Last night, my host family told me I could stay with them as long as I wanted after my program ended. I almost started crying: this meant I had to make my own decision, about three months of my life, budgeting, priorities, and ultimately trying to choose between two groups of people that I love. How the hell am I supposed to do that?
Initially, I reminded myself “Oh, I’ll have to talk to my parents.” This is a lame excuse for not being able to make a decision on my own. I know, in all reality, I will tell my parents I want to stay, my mom will cry, my dad will chuckle and raise his eyebrows, but both will agree I should come home and work to make up for the excessive debt they’ll be facing on their credit cards. But I ask myself, as the most objective party, would that be worth it? I know I wouldn’t work full time, because no company will employ me, nor could I ever work full time.
Furthermore, I am fully aware that asking my best friends, who have my so called “best-interest” at heart, will yield no positive response. The lunatics I share everything with will simply whine and tell me I need to come home because they miss me (how sweet). Now don’t overreact guys, I obviously miss you too.
I think I am solely trying to put off the terrible goodbyes that come with flying home. Staying here longer would mean staying for Inecita’s and Clari’s birthdays, and cooking my family a Thanksgiving dinner they’ve never had. When I mentioned Thanksgiving to my host mom, she said, “I don’t know what Thanksgiving is but we can have one.”
But what will I do if I don’t have school? Obviously travel, but I mostly imagine myself drinking coffee and expanding my wardrobe. If only I was a buyer for a fashion company! (If you’re interested, I’m available. Also offering personal styling services.)
I guess I have some kind of a plan for coming home. First, going to Brazil to get some color. Then when I get home, I’ll obviously restart my gym membership and call my previous employers to see if they’d take me in. I do miss my friends, and promised to spend a week in Boston, as well as time in the Carolinas, and Vermont. But I don’t like to overcommit myself.
Maybe I can teach English… but at this rate, I’m speaking English like it’s my second language. Kill me, I can’t speak anything fluently.

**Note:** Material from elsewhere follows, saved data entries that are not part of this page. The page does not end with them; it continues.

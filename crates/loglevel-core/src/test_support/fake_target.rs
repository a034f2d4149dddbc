//! In-memory stand-ins for a target process and its discovery.
//!
//! [`FakeTarget`] models the logging registries of a target the way the
//! standard logging management surface behaves: unknown loggers read as
//! `null`, loggers without an explicit level read as `""`, a `null` level
//! clears the explicit level, and level names outside the registry's
//! vocabulary are refused.

use std::collections::HashMap;

use serde_json::{Value, json};

use crate::locator::{DiscoveryError, ProcessDiscovery};
use crate::management::{ManagementConnection, ManagementError};

const NATIVE_LEVELS: &[&str] = &[
    "OFF", "SEVERE", "WARNING", "INFO", "CONFIG", "FINE", "FINER", "FINEST", "ALL",
];
const BRIDGED_LEVELS: &[&str] = &["OFF", "FATAL", "ERROR", "WARN", "INFO", "DEBUG", "TRACE", "ALL"];

#[derive(Debug, Clone)]
struct FakeLogger {
    name: String,
    level: Option<String>,
    parent: String,
}

/// One logging registry inside a [`FakeTarget`].
#[derive(Debug, Clone)]
pub struct FakeRegistry {
    id: String,
    vocabulary: &'static [&'static str],
    loggers: Vec<FakeLogger>,
}

impl FakeRegistry {
    /// A registry accepting the native facility's level names.
    #[must_use]
    pub fn native(id: &str) -> Self {
        Self::with_vocabulary(id, NATIVE_LEVELS)
    }

    /// A registry accepting the bridged facility's level names.
    #[must_use]
    pub fn bridged(id: &str) -> Self {
        Self::with_vocabulary(id, BRIDGED_LEVELS)
    }

    fn with_vocabulary(id: &str, vocabulary: &'static [&'static str]) -> Self {
        Self {
            id: id.to_owned(),
            vocabulary,
            loggers: Vec::new(),
        }
    }

    /// Adds a logger, in enumeration order. The root logger is named `""`.
    #[must_use]
    pub fn logger(mut self, name: &str, level: Option<&str>, parent: &str) -> Self {
        self.loggers.push(FakeLogger {
            name: name.to_owned(),
            level: level.map(str::to_owned),
            parent: parent.to_owned(),
        });
        self
    }

    /// Registry identifier.
    #[must_use]
    pub fn id(&self) -> &str {
        &self.id
    }

    fn find(&self, name: &str) -> Option<&FakeLogger> {
        self.loggers.iter().find(|logger| logger.name == name)
    }

    fn find_mut(&mut self, name: &str) -> Option<&mut FakeLogger> {
        self.loggers.iter_mut().find(|logger| logger.name == name)
    }

    fn read(&self, attribute: &str) -> Result<Value, ManagementError> {
        match attribute {
            "LoggerNames" => Ok(json!(
                self.loggers
                    .iter()
                    .map(|logger| logger.name.as_str())
                    .collect::<Vec<_>>()
            )),
            other => Err(remote(
                "javax.management.AttributeNotFoundException",
                format!("No such attribute: {other}"),
            )),
        }
    }

    fn invoke(&mut self, operation: &str, arguments: &[Value]) -> Result<Value, ManagementError> {
        let name = arguments.first().and_then(Value::as_str).ok_or_else(|| {
            remote(
                "java.lang.IllegalArgumentException",
                format!("{operation} expects a logger name"),
            )
        })?;
        match operation {
            "getLoggerLevel" => Ok(self
                .find(name)
                .map_or(Value::Null, |logger| json!(logger.level.as_deref().unwrap_or("")))),
            "getParentLoggerName" => Ok(self
                .find(name)
                .map_or(Value::Null, |logger| json!(logger.parent))),
            "setLoggerLevel" => {
                let level = match arguments.get(1) {
                    None | Some(Value::Null) => None,
                    Some(Value::String(level)) if self.vocabulary.contains(&level.as_str()) => {
                        Some(level.clone())
                    }
                    Some(other) => {
                        let shown = other.as_str().map_or_else(|| other.to_string(), str::to_owned);
                        return Err(ManagementError::Rejected {
                            message: format!("Bad level \"{shown}\""),
                        });
                    }
                };
                let logger = self.find_mut(name).ok_or_else(|| ManagementError::Rejected {
                    message: format!("Logger {name} does not exist"),
                })?;
                logger.level = level;
                Ok(Value::Null)
            }
            other => Err(remote(
                "javax.management.ReflectionException",
                format!("No such operation: {other}"),
            )),
        }
    }
}

fn remote(error_type: &str, message: String) -> ManagementError {
    ManagementError::Remote {
        error_type: error_type.to_owned(),
        message,
    }
}

/// The management surface of one simulated target process.
#[derive(Debug, Clone, Default)]
pub struct FakeTarget {
    registries: Vec<FakeRegistry>,
}

impl FakeTarget {
    /// A target with no registries.
    #[must_use]
    pub fn new() -> Self {
        Self::default()
    }

    /// Registers `registry` with the target.
    #[must_use]
    pub fn with_registry(mut self, registry: FakeRegistry) -> Self {
        self.registries.push(registry);
        self
    }

    /// Explicit level of `logger` in `registry`; `None` when unset or unknown.
    #[must_use]
    pub fn level_of(&self, registry: &str, logger: &str) -> Option<String> {
        self.registries
            .iter()
            .find(|candidate| candidate.id == registry)
            .and_then(|candidate| candidate.find(logger))
            .and_then(|logger| logger.level.clone())
    }

    fn registry(&self, id: &str) -> Result<&FakeRegistry, ManagementError> {
        self.registries
            .iter()
            .find(|registry| registry.id == id)
            .ok_or_else(|| missing(id))
    }

    fn registry_mut(&mut self, id: &str) -> Result<&mut FakeRegistry, ManagementError> {
        self.registries
            .iter_mut()
            .find(|registry| registry.id == id)
            .ok_or_else(|| missing(id))
    }
}

fn missing(id: &str) -> ManagementError {
    ManagementError::RegistryMissing {
        registry: id.to_owned(),
    }
}

impl ManagementConnection for FakeTarget {
    fn get_attribute(
        &mut self,
        registry: &str,
        attribute: &str,
    ) -> Result<Value, ManagementError> {
        self.registry(registry)?.read(attribute)
    }

    fn invoke(
        &mut self,
        registry: &str,
        operation: &str,
        arguments: &[Value],
    ) -> Result<Value, ManagementError> {
        self.registry_mut(registry)?.invoke(operation, arguments)
    }
}

/// A management request observed by [`RecordingConnection`].
#[derive(Debug, Clone, PartialEq, Eq)]
pub enum Call {
    /// An attribute read.
    Read { registry: String, attribute: String },
    /// An operation invocation.
    Invoke {
        registry: String,
        operation: String,
        arguments: Vec<Value>,
    },
}

impl Call {
    /// Logger name passed as the first argument, if any.
    #[must_use]
    pub fn logger(&self) -> Option<&str> {
        match self {
            Self::Read { .. } => None,
            Self::Invoke { arguments, .. } => arguments.first().and_then(Value::as_str),
        }
    }

    /// Operation or attribute name.
    #[must_use]
    pub fn name(&self) -> &str {
        match self {
            Self::Read { attribute, .. } => attribute,
            Self::Invoke { operation, .. } => operation,
        }
    }
}

/// A [`FakeTarget`] connection that records every request.
#[derive(Debug, Default)]
pub struct RecordingConnection {
    target: FakeTarget,
    calls: Vec<Call>,
}

impl RecordingConnection {
    /// Wraps `target`.
    #[must_use]
    pub fn new(target: FakeTarget) -> Self {
        Self {
            target,
            calls: Vec::new(),
        }
    }

    /// Requests seen so far, in order.
    #[must_use]
    pub fn calls(&self) -> &[Call] {
        &self.calls
    }

    /// Forgets the recorded requests.
    pub fn clear_calls(&mut self) {
        self.calls.clear();
    }

    /// The wrapped target.
    #[must_use]
    pub fn target(&self) -> &FakeTarget {
        &self.target
    }
}

impl ManagementConnection for RecordingConnection {
    fn get_attribute(
        &mut self,
        registry: &str,
        attribute: &str,
    ) -> Result<Value, ManagementError> {
        self.calls.push(Call::Read {
            registry: registry.to_owned(),
            attribute: attribute.to_owned(),
        });
        self.target.get_attribute(registry, attribute)
    }

    fn invoke(
        &mut self,
        registry: &str,
        operation: &str,
        arguments: &[Value],
    ) -> Result<Value, ManagementError> {
        self.calls.push(Call::Invoke {
            registry: registry.to_owned(),
            operation: operation.to_owned(),
            arguments: arguments.to_vec(),
        });
        self.target.invoke(registry, operation, arguments)
    }
}

#[derive(Debug, Clone)]
enum Advertisement {
    Address(Option<String>),
    Vanished,
}

/// Discovery over a fixed process table.
#[derive(Debug, Clone, Default)]
pub struct StaticDiscovery {
    processes: Vec<(u32, String)>,
    advertisements: HashMap<u32, Advertisement>,
}

impl StaticDiscovery {
    /// An empty process table.
    #[must_use]
    pub fn new() -> Self {
        Self::default()
    }

    /// Adds a live process advertising `address`.
    #[must_use]
    pub fn process(mut self, pid: u32, command_line: &str, address: Option<&str>) -> Self {
        self.processes.push((pid, command_line.to_owned()));
        self.advertisements.insert(
            pid,
            Advertisement::Address(address.map(str::to_owned)),
        );
        self
    }

    /// Adds a process that exits before its agent can be looked up.
    #[must_use]
    pub fn vanished(mut self, pid: u32, command_line: &str) -> Self {
        self.processes.push((pid, command_line.to_owned()));
        self.advertisements.insert(pid, Advertisement::Vanished);
        self
    }
}

impl ProcessDiscovery for StaticDiscovery {
    fn active_local_processes(&self) -> Vec<(u32, String)> {
        self.processes.clone()
    }

    fn advertised_management_address(&self, pid: u32) -> Result<Option<String>, DiscoveryError> {
        match self.advertisements.get(&pid) {
            Some(Advertisement::Address(address)) => Ok(address.clone()),
            Some(Advertisement::Vanished) | None => Err(DiscoveryError::NoSuchProcess { pid }),
        }
    }
}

Either way, I’ll be home for Christmas. I’d love to play this idea off my parents but they’re jet setting and staying in hotels like the Chateau Frontenac while I suffer in $17/night hostels. Hope you’re having a great time guys!
This thought makes me think I should stay in various resorts to fill my time…
Clearly, anyone in their right mind would never return home, to school, work, and daily monotony, and live in a vacation forever. ….Easier said than done.